_WORK ORDER_
Examine the data line by line and report how many lines include the word "Result", with no additional output.

:: MATERIAL PROVIDED

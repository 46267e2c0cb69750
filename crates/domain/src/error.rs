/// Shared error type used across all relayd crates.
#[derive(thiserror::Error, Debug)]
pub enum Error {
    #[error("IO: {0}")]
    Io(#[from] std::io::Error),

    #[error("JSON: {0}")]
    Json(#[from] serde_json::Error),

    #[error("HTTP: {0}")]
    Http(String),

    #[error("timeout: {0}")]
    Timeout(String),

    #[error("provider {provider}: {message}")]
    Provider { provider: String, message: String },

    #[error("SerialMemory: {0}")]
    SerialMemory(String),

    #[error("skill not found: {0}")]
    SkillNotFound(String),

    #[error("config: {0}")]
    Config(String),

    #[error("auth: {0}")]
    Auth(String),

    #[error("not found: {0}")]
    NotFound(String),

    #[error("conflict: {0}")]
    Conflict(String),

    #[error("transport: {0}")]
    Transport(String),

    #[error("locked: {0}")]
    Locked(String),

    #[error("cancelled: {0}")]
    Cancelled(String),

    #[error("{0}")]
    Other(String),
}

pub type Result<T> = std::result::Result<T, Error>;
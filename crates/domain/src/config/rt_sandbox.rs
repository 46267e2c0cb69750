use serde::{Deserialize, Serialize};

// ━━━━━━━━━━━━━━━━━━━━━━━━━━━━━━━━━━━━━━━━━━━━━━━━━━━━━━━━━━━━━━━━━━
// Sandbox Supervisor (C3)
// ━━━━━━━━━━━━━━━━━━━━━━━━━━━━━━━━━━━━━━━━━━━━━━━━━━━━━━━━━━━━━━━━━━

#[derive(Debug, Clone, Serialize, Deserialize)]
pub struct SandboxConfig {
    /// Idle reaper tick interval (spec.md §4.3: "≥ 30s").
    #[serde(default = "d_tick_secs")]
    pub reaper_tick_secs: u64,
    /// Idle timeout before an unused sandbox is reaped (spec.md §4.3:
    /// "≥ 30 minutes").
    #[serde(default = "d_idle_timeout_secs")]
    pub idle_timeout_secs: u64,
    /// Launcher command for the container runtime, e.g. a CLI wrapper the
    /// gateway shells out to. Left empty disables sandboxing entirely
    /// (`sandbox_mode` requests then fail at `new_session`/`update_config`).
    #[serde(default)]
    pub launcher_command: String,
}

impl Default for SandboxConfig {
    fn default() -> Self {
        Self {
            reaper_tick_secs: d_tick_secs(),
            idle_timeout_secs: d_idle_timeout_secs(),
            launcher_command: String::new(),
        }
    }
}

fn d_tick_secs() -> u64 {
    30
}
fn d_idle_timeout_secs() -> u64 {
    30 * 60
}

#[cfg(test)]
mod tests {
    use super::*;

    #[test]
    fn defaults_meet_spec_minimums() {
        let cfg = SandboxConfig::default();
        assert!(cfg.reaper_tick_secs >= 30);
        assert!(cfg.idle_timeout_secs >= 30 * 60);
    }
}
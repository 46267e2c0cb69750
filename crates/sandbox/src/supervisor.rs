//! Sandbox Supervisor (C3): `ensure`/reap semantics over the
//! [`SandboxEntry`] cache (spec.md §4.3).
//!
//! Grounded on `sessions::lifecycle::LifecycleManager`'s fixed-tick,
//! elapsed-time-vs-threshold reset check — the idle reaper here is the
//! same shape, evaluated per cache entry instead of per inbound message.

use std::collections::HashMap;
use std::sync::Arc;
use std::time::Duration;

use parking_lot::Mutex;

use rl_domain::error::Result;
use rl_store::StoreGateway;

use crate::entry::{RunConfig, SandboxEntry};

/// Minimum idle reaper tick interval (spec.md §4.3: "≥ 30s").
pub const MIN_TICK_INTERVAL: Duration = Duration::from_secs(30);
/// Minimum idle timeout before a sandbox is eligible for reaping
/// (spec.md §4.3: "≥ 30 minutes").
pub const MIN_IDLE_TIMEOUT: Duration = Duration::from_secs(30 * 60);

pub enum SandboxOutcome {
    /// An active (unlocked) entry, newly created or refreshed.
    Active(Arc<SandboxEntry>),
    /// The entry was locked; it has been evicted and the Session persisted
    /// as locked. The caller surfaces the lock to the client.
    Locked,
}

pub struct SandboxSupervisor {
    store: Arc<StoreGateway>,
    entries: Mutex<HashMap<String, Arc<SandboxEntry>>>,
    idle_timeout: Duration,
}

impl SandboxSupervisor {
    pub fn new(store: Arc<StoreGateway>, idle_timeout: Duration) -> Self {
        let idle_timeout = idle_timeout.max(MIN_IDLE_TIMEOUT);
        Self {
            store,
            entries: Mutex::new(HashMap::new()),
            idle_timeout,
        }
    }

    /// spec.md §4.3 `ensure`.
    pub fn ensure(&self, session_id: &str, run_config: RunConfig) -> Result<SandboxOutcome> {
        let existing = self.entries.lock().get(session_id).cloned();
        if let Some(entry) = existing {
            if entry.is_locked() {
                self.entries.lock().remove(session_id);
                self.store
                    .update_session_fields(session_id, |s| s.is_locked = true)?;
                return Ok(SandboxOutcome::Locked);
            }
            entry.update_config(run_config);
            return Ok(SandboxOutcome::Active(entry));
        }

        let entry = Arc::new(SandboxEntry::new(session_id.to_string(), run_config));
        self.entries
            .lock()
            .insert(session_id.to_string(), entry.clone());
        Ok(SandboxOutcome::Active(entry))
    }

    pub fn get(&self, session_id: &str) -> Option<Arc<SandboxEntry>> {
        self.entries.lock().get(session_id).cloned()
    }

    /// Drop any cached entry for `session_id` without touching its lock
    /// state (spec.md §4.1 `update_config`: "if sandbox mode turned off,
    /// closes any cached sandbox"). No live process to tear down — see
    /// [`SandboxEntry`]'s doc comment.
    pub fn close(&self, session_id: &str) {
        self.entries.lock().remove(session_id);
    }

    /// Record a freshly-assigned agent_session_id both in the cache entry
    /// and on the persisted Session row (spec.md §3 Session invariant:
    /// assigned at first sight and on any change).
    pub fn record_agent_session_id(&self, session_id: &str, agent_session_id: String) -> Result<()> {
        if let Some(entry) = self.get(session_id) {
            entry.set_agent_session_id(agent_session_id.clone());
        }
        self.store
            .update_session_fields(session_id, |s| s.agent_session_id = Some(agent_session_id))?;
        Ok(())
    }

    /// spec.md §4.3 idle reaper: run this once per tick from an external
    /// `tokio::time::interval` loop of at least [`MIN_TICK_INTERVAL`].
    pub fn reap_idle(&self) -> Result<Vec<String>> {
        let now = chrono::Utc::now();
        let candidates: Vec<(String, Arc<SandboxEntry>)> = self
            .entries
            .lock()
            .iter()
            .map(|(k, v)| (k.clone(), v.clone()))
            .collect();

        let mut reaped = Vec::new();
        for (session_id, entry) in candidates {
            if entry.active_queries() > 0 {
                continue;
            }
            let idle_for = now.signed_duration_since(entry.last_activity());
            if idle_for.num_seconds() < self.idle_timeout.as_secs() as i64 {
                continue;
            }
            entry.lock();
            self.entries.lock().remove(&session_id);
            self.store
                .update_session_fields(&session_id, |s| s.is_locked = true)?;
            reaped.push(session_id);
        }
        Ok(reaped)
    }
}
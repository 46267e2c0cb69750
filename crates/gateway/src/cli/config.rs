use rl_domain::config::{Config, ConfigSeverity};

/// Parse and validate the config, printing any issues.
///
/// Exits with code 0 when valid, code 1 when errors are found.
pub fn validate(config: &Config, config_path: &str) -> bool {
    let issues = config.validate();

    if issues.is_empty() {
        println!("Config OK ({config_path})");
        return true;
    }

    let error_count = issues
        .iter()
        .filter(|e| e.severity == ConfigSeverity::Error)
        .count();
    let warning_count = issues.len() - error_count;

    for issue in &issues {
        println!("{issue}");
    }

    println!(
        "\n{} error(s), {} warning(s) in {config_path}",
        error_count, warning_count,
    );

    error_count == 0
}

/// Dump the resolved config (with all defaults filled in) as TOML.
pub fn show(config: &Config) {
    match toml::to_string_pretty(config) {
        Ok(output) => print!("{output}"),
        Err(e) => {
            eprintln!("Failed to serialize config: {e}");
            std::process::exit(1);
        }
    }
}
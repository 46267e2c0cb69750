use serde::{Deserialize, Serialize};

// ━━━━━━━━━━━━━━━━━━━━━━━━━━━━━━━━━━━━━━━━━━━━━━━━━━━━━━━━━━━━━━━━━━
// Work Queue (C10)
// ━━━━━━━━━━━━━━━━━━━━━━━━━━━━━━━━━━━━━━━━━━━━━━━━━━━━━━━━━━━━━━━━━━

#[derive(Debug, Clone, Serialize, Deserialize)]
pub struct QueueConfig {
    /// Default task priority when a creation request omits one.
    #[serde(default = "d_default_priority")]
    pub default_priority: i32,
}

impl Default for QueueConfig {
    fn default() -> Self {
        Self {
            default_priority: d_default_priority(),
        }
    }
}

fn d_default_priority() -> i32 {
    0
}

::::

_SOLVED EXERCISE_
5